• [Problem to solve]
Pull every line of the entries that has the word "skip".
── Provided records ──
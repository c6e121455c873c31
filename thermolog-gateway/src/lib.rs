pub mod api;
pub mod cache;
pub mod config;
pub mod fatal;

pub use cache::WeatherCache;
pub use cache::memory::{MemoryCache, MemoryCacheError};
pub use config::{Config, ConfigError};
//! Random number generation port for the rules engine.
//!
//! Every die the engine rolls goes through this port, enabling:
//! - Deterministic testing with scripted or mocked values
//! - Reproducible character builds
//! - A domain layer with no direct dependency on `rand`

use std::sync::atomic::{AtomicUsize, Ordering};

/// Random number generation abstraction.
///
/// # Implementations
///
/// - `ThreadRngAdapter` in infrastructure (production, uses `rand::thread_rng()`)
/// - `MockRandomPort` via mockall (testing)
/// - `FixedRandomPort` for deterministic testing (returns scripted values)
#[cfg_attr(test, mockall::automock)]
pub trait RandomPort: Send + Sync {
    /// Generate a random i32 in range [min, max] (inclusive on both ends)
    fn random_range(&self, min: i32, max: i32) -> i32;
}

/// Fixed random port for deterministic testing.
///
/// Returns values from a provided sequence, cycling if needed, clamped into
/// the requested range.
#[derive(Debug)]
pub struct FixedRandomPort {
    values: Vec<i32>,
    index: AtomicUsize,
}

impl FixedRandomPort {
    /// Create a new FixedRandomPort with the given sequence of values.
    pub fn new(values: Vec<i32>) -> Self {
        assert!(!values.is_empty(), "FixedRandomPort needs at least one value");
        Self {
            values,
            index: AtomicUsize::new(0),
        }
    }

    /// Create a FixedRandomPort that always returns the same value.
    pub fn constant(value: i32) -> Self {
        Self::new(vec![value])
    }

    /// Number of values handed out so far
    pub fn draws(&self) -> usize {
        self.index.load(Ordering::SeqCst)
    }
}

impl RandomPort for FixedRandomPort {
    fn random_range(&self, min: i32, max: i32) -> i32 {
        let idx = self.index.fetch_add(1, Ordering::SeqCst);
        let value = self.values[idx % self.values.len()];
        value.clamp(min, max)
    }
}

#[cfg(test)]
mod tests {
    use super::*;

    #[test]
    fn test_fixed_random_port_constant() {
        let rng = FixedRandomPort::constant(10);
        assert_eq!(rng.random_range(1, 20), 10);
        assert_eq!(rng.random_range(1, 6), 6); // Clamped to max
        assert_eq!(rng.random_range(15, 20), 15); // Clamped to min
        assert_eq!(rng.draws(), 3);
    }

    #[test]
    fn test_fixed_random_port_sequence() {
        let rng = FixedRandomPort::new(vec![1, 5, 10, 20]);
        assert_eq!(rng.random_range(1, 20), 1);
        assert_eq!(rng.random_range(1, 20), 5);
        assert_eq!(rng.random_range(1, 20), 10);
        assert_eq!(rng.random_range(1, 20), 20);
        // Cycles back
        assert_eq!(rng.random_range(1, 20), 1);
    }
}
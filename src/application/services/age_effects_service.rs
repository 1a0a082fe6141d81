//! Age Effects Service - applies an age bracket to a character
//!
//! Applying an age always starts from the rolled base values: every "Age
//! Effect" modifier and all education improvement state are thrown away
//! before the bracket's effects are laid down again. Re-applying the same age
//! therefore never stacks modifiers.
//!
//! The bracket's stat deduction is not applied automatically. It becomes a
//! pending budget the player spends through [`AgeEffectsService::apply_stat_deduction`].

use tracing::{debug, info, instrument};

use super::{DerivedStatsService, DiceService, RollService};
use crate::domain::entities::Character;
use crate::domain::value_objects::{
    AgeRange, AgeSpecialEffect, ModifierSource, PendingDeduction, Stat, STAT_FLOOR,
};

/// Education penalty for investigators in the youngest bracket
pub const YOUNG_EDUCATION_PENALTY: i32 = 5;

#[derive(Clone)]
pub struct AgeEffectsService {
    dice: DiceService,
    rolls: RollService,
    derived: DerivedStatsService,
    pending: Option<PendingDeduction>,
}

impl AgeEffectsService {
    pub fn new(dice: DiceService, rolls: RollService, derived: DerivedStatsService) -> Self {
        Self {
            dice,
            rolls,
            derived,
            pending: None,
        }
    }

    /// The current bracket's deduction budget, if it has one
    pub fn deduction_info(&self) -> Option<&PendingDeduction> {
        self.pending.as_ref()
    }

    pub fn remaining_points(&self) -> i32 {
        self.pending.as_ref().map_or(0, PendingDeduction::remaining)
    }

    pub fn used_for_stat(&self, stat: Stat) -> i32 {
        self.pending.as_ref().map_or(0, |p| p.used_for(stat))
    }

    /// Forget the pending budget, e.g. when the character is replaced
    pub fn clear_pending(&mut self) {
        self.pending = None;
    }

    /// Rebuild the pending budget of a restored character
    ///
    /// Points already spent are read back from the "Age Effect" modifiers on
    /// the bracket's affected stats.
    pub fn restore_pending(&mut self, character: &Character) {
        self.pending = AgeRange::stat_deduction_for(character.age).map(|deduction| {
            let mut pending = PendingDeduction::from_bracket(&deduction);
            for stat in deduction.affected_stats {
                let spent = -character
                    .stat_modifiers
                    .value_of(*stat, &ModifierSource::AgeEffect);
                pending.record(*stat, spent.clamp(0, pending.remaining().max(0)));
            }
            pending
        });
    }

    /// Lay down every effect of the bracket containing `character.age`
    #[instrument(skip(self, character), fields(age = character.age))]
    pub fn apply_age_effects(&mut self, character: &mut Character) {
        character
            .stat_modifiers
            .remove_source(&ModifierSource::AgeEffect);
        character.recompute_all_stats();
        self.pending = None;
        self.rolls.clear_improvements(character, Stat::Education);

        let Some(bracket) = AgeRange::for_age(character.age) else {
            self.derived.update_all(character);
            debug!("Age outside every bracket, no effects applied");
            return;
        };

        if bracket.edu_improvement_checks > 0 {
            self.rolls.make_improvement_check(
                character,
                Stat::Education,
                bracket.edu_improvement_checks,
            );
        }

        if bracket.app_penalty > 0 {
            character.add_modifier(
                Stat::Appearance,
                ModifierSource::AgeEffect,
                -bracket.app_penalty,
            );
        }

        if bracket.has_special_effect(AgeSpecialEffect::EducationPenalty) {
            character.add_modifier(
                Stat::Education,
                ModifierSource::AgeEffect,
                -YOUNG_EDUCATION_PENALTY,
            );
        }

        if bracket.has_special_effect(AgeSpecialEffect::RerollLuck) {
            let first = self.dice.roll_statistic();
            let second = self.dice.roll_statistic();
            character.override_stat(Stat::Luck, first.max(second));
            debug!(first, second, "Luck rolled twice, keeping the higher");
        }

        if let Some(deduction) = &bracket.stat_deduction {
            self.pending = Some(PendingDeduction::from_bracket(deduction));
        }

        self.derived.update_all(character);

        info!(
            bracket = bracket.name,
            app_penalty = bracket.app_penalty,
            deduction_points = self.remaining_points(),
            "Age effects applied"
        );
    }

    /// Spend (positive) or return (negative) deduction points on `stat`
    ///
    /// Spending is capped by the remaining budget and by the common floor of 15;
    /// returning is capped by what was spent on that stat. Returns the amount
    /// actually applied, 0 when nothing changed.
    #[instrument(skip(self, character))]
    pub fn apply_stat_deduction(&mut self, character: &mut Character, stat: Stat, amount: i32) -> i32 {
        let Some(pending) = self.pending.as_mut() else {
            debug!("No pending deduction");
            return 0;
        };
        if amount == 0 || !pending.affects(stat) {
            debug!("Deduction ignored");
            return 0;
        }

        let actual = if amount < 0 {
            amount.max(-pending.used_for(stat))
        } else {
            let headroom = character.stat(stat) - STAT_FLOOR;
            amount.min(pending.remaining()).min(headroom).max(0)
        };
        if actual == 0 {
            debug!(remaining = pending.remaining(), "Nothing left to deduct");
            return 0;
        }

        character.add_modifier(stat, ModifierSource::AgeEffect, -actual);
        pending.record(stat, actual);
        self.derived.update_all(character);

        info!(
            actual,
            used = pending.used_for(stat),
            remaining = pending.remaining(),
            "Age deduction adjusted"
        );
        actual
    }
}
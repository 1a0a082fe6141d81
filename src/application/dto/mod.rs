//! Data Transfer Objects - For output boundaries
//!
//! DTOs live in the application layer so drivers can serialize a printable
//! view without reaching into the domain model.

pub mod character_sheet;

pub use character_sheet::*;
//! Roll Service - improvement checks and their modifier bookkeeping
//!
//! Per (character, stat) an improvement history moves from "no rolls yet" to
//! "rolls recorded". Every successful check contributes its d10 to the stat's
//! single "Improvement Check" modifier, so stripping that modifier undoes the
//! whole batch at once.

use tracing::{debug, info};

use super::DiceService;
use crate::domain::entities::Character;
use crate::domain::value_objects::{
    AgeRange, ImprovementCheckOutcome, ImprovementRoll, ModifierSource, Stat,
};

#[derive(Clone)]
pub struct RollService {
    dice: DiceService,
}

impl RollService {
    pub fn new(dice: DiceService) -> Self {
        Self { dice }
    }

    /// Undo every prior improvement on `stat` and forget its history
    pub fn clear_improvements(&self, character: &mut Character, stat: Stat) {
        let removed = character.remove_modifier(stat, &ModifierSource::ImprovementCheck);
        character.improvement_rolls.remove(&stat);
        if removed != 0 {
            debug!(stat = %stat, removed, "Cleared improvement modifiers");
        }
    }

    /// Roll `times` fresh improvement checks for `stat`, replacing any before
    pub fn make_improvement_check(
        &self,
        character: &mut Character,
        stat: Stat,
        times: u32,
    ) -> ImprovementCheckOutcome {
        self.clear_improvements(character, stat);

        let mut outcome = ImprovementCheckOutcome::default();
        for _ in 0..times {
            let target = character.stat(stat);
            let check = self.dice.roll_1d100();
            let success = check > target;

            let improvement = if success {
                let gain = self.dice.roll_1d10();
                character.add_modifier(stat, ModifierSource::ImprovementCheck, gain);
                Some(gain)
            } else {
                None
            };

            let roll = ImprovementRoll {
                check,
                target,
                success,
                improvement,
            };
            outcome.total_improvement += roll.gained();
            outcome.rolls.push(roll);
        }

        character
            .improvement_rolls
            .insert(stat, outcome.rolls.clone());

        info!(
            stat = %stat,
            checks = times,
            total_improvement = outcome.total_improvement,
            "Improvement checks rolled"
        );
        outcome
    }

    /// Redo the bracket-determined number of checks for the current age
    pub fn reroll_all_improvement_checks(
        &self,
        character: &mut Character,
        stat: Stat,
    ) -> ImprovementCheckOutcome {
        let times = AgeRange::improvement_checks_for(character.age);
        if times == 0 {
            debug!(age = character.age, "No improvement checks for this age");
            return ImprovementCheckOutcome::default();
        }
        self.make_improvement_check(character, stat, times)
    }

    /// Roll a new d10 for one successful check, keeping the check itself
    ///
    /// Returns the new improvement, or `None` when `index` is out of range or
    /// names a failed check.
    pub fn reroll_improvement_amount(
        &self,
        character: &mut Character,
        stat: Stat,
        index: usize,
    ) -> Option<i32> {
        let previous = match character
            .improvement_rolls
            .get(&stat)
            .and_then(|rolls| rolls.get(index))
        {
            Some(roll) if roll.success => roll.gained(),
            _ => {
                debug!(stat = %stat, index, "No successful check to reroll");
                return None;
            }
        };

        let gain = self.dice.roll_1d10();
        character.add_modifier(stat, ModifierSource::ImprovementCheck, gain - previous);

        if let Some(roll) = character
            .improvement_rolls
            .get_mut(&stat)
            .and_then(|rolls| rolls.get_mut(index))
        {
            roll.improvement = Some(gain);
        }

        info!(stat = %stat, index, previous, gain, "Improvement amount rerolled");
        Some(gain)
    }
}

#[cfg(test)]
mod tests {
    use super::*;
    use std::sync::Arc;

    use crate::application::ports::outbound::FixedRandomPort;
    use crate::domain::value_objects::Stats;

    fn roller(values: Vec<i32>) -> RollService {
        RollService::new(DiceService::new(Arc::new(FixedRandomPort::new(values))))
    }

    fn character(education: i32) -> Character {
        Character::new(Stats::uniform(50).with(Stat::Education, education), Vec::new())
    }

    #[test]
    fn test_success_requires_roll_above_target() {
        // d100 = 60 equals target 60: fail. d100 = 61 beats 60: success, d10 = 4
        let rolls = roller(vec![60, 61, 4]);
        let mut c = character(60);

        let outcome = rolls.make_improvement_check(&mut c, Stat::Education, 2);

        assert_eq!(outcome.rolls.len(), 2);
        assert!(!outcome.rolls[0].success);
        assert_eq!(outcome.rolls[0].improvement, None);
        assert!(outcome.rolls[1].success);
        assert_eq!(outcome.rolls[1].improvement, Some(4));
        assert_eq!(outcome.total_improvement, 4);
        assert_eq!(c.stat(Stat::Education), 64);
    }

    #[test]
    fn test_later_checks_target_improved_value() {
        // First success lifts EDU 50 -> 60, so the second d100 of 55 fails
        let rolls = roller(vec![90, 10, 55]);
        let mut c = character(50);

        let outcome = rolls.make_improvement_check(&mut c, Stat::Education, 2);

        assert_eq!(outcome.rolls[1].target, 60);
        assert!(!outcome.rolls[1].success);
        assert_eq!(c.improvement_rolls_for(Stat::Education).len(), 2);
    }

    #[test]
    fn test_same_source_modifiers_accumulate() {
        let rolls = roller(vec![99, 3]);
        let mut c = character(40);

        rolls.make_improvement_check(&mut c, Stat::Education, 2);

        let mods = c.stat_modifiers.for_stat(Stat::Education);
        assert_eq!(mods.len(), 1);
        assert_eq!(mods[0].value, 6);
        assert_eq!(c.stat(Stat::Education), 46);
    }

    #[test]
    fn test_new_batch_replaces_old_one() {
        let rolls = roller(vec![99, 7]);
        let mut c = character(40);

        rolls.make_improvement_check(&mut c, Stat::Education, 1);
        rolls.make_improvement_check(&mut c, Stat::Education, 1);

        assert_eq!(c.stat(Stat::Education), 47);
        assert_eq!(c.improvement_rolls_for(Stat::Education).len(), 1);
    }

    #[test]
    fn test_reroll_all_follows_age_bracket() {
        let rolls = roller(vec![99, 5]);

        let mut adult = character(50).with_age(25);
        let outcome = rolls.reroll_all_improvement_checks(&mut adult, Stat::Education);
        assert_eq!(outcome.rolls.len(), 1);
        assert_eq!(adult.improvement_rolls_for(Stat::Education).len(), 1);

        let mut young = character(50).with_age(17);
        for _ in 0..3 {
            let outcome = rolls.reroll_all_improvement_checks(&mut young, Stat::Education);
            assert!(outcome.rolls.is_empty());
        }
        assert!(young.improvement_rolls_for(Stat::Education).is_empty());
    }

    #[test]
    fn test_reroll_amount_keeps_check() {
        let rolls = roller(vec![99, 2, 9]);
        let mut c = character(50);
        rolls.make_improvement_check(&mut c, Stat::Education, 1);
        assert_eq!(c.stat(Stat::Education), 52);

        let gain = rolls.reroll_improvement_amount(&mut c, Stat::Education, 0);

        assert_eq!(gain, Some(9));
        assert_eq!(c.stat(Stat::Education), 59);
        let roll = c.improvement_rolls_for(Stat::Education)[0];
        assert_eq!(roll.check, 99);
        assert_eq!(roll.target, 50);
        assert_eq!(roll.improvement, Some(9));
    }

    #[test]
    fn test_reroll_amount_rejects_failures_and_bad_index() {
        let rolls = roller(vec![10]);
        let mut c = character(50);
        rolls.make_improvement_check(&mut c, Stat::Education, 1);

        assert_eq!(rolls.reroll_improvement_amount(&mut c, Stat::Education, 0), None);
        assert_eq!(rolls.reroll_improvement_amount(&mut c, Stat::Education, 5), None);
        assert_eq!(rolls.reroll_improvement_amount(&mut c, Stat::Power, 0), None);
        assert_eq!(c.stat(Stat::Education), 50);
    }
}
───
• [Exercise solution]
    #[instrument(skip(self, character), fields(age = character.age))]
    #[instrument(skip(self, character))]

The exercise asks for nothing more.